* **AIM OF THE TASK**
I would like each line of the data that holds the word "unwrap" copied out.

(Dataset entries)
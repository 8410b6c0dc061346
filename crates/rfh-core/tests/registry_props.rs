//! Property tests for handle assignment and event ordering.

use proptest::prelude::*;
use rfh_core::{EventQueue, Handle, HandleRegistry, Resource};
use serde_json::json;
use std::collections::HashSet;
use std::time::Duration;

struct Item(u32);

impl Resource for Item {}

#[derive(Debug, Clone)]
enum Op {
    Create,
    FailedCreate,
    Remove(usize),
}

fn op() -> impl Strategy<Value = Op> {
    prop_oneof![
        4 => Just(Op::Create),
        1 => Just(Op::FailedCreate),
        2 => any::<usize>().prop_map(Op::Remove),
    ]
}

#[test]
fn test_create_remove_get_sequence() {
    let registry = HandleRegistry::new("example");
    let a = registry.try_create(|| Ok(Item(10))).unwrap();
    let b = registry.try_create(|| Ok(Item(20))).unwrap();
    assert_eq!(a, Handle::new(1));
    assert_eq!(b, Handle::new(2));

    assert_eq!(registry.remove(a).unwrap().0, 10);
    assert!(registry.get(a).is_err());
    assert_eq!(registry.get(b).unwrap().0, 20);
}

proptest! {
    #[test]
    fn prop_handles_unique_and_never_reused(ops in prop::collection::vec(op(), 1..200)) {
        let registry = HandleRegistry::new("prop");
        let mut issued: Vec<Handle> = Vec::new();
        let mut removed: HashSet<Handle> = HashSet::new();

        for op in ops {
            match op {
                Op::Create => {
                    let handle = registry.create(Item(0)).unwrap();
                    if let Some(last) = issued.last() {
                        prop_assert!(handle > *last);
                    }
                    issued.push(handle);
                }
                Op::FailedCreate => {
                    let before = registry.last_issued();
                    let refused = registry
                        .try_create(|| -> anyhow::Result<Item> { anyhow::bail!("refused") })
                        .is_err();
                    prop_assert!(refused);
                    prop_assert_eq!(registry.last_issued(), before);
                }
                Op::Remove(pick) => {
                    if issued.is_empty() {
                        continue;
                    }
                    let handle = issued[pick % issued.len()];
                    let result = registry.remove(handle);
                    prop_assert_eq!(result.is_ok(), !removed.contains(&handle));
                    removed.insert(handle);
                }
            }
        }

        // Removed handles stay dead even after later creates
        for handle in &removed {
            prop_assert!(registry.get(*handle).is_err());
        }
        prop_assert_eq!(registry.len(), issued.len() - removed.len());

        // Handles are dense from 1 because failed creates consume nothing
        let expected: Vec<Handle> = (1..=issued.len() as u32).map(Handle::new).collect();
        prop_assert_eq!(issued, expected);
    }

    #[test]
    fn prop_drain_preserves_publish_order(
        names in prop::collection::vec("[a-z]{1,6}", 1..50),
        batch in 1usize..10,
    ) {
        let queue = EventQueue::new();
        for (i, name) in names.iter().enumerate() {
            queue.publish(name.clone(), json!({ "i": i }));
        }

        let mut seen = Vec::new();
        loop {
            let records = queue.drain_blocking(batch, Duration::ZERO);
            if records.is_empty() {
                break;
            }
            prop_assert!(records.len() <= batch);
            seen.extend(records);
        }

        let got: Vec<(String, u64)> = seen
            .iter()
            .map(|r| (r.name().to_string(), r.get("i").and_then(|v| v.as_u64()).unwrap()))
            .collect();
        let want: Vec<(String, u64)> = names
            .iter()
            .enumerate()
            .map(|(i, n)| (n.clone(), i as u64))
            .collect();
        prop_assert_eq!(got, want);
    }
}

* **OUTPUT FOR THIS EXERCISE**
    let a = registry.try_create(|| Ok(Item(10))).unwrap();
    let b = registry.try_create(|| Ok(Item(20))).unwrap();
    assert_eq!(registry.remove(a).unwrap().0, 10);
    assert_eq!(registry.get(b).unwrap().0, 20);
                    let handle = registry.create(Item(0)).unwrap();
            .map(|r| (r.name().to_string(), r.get("i").and_then(|v| v.as_u64()).unwrap()))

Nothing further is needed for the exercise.